TASK DETAILS: Every line below from the one containing "filename crates/api/src/response.rs" through the one containing "filename crates/api/src/middleware/mod.rs" must be transcribed exactly. Omit all lines outside that stretch.

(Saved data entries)
━━━
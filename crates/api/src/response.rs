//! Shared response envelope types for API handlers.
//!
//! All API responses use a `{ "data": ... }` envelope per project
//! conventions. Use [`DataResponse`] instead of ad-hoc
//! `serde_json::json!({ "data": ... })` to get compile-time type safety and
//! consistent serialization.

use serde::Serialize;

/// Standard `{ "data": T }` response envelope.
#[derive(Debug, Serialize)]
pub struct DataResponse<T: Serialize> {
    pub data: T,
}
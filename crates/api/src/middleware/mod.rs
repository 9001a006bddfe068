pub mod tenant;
━━━
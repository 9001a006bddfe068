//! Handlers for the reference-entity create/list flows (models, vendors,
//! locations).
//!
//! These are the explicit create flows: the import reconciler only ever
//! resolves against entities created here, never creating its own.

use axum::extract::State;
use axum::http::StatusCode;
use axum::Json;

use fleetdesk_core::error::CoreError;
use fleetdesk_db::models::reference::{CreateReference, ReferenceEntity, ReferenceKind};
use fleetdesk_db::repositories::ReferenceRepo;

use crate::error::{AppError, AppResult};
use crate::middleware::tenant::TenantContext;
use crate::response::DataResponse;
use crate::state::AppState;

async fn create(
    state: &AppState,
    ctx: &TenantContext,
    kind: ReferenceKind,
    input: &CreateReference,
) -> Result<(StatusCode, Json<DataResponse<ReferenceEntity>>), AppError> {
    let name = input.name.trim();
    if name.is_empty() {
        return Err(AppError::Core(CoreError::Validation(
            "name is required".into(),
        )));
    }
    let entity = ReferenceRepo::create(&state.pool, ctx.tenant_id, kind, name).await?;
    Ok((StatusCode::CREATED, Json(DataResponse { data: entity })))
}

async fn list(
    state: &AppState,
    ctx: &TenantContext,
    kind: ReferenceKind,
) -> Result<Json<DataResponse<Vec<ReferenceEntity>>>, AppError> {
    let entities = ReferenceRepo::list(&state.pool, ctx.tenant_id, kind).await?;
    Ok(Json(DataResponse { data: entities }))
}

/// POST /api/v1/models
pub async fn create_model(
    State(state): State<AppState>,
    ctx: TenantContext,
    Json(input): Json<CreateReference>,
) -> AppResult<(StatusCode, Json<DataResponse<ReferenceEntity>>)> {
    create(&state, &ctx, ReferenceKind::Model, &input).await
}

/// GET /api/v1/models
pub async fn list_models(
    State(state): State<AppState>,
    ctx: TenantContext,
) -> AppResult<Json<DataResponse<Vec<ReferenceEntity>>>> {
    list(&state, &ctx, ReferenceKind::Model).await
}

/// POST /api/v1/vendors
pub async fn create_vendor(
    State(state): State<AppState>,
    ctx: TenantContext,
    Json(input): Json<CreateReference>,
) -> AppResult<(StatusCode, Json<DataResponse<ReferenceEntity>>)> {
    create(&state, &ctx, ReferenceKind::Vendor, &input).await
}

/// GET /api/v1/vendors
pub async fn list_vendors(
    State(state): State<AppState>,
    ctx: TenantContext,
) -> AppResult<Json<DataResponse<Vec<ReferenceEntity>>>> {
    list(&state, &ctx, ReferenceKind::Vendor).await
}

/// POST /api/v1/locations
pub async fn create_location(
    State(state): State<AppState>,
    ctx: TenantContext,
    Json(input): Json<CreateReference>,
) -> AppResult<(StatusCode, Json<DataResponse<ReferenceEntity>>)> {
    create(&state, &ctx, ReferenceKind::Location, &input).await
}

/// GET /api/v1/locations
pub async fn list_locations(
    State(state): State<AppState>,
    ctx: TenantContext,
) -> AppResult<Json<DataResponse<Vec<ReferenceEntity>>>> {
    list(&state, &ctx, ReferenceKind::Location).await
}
━━━
EXERCISE ANSWER:
filename crates/api/src/response.rs
//! Shared response envelope types for API handlers.
//!
//! All API responses use a `{ "data": ... }` envelope per project
//! conventions. Use [`DataResponse`] instead of ad-hoc
//! `serde_json::json!({ "data": ... })` to get compile-time type safety and
//! consistent serialization.

use serde::Serialize;

/// Standard `{ "data": T }` response envelope.
#[derive(Debug, Serialize)]
pub struct DataResponse<T: Serialize> {
    pub data: T,
}
filename crates/api/src/middleware/mod.rs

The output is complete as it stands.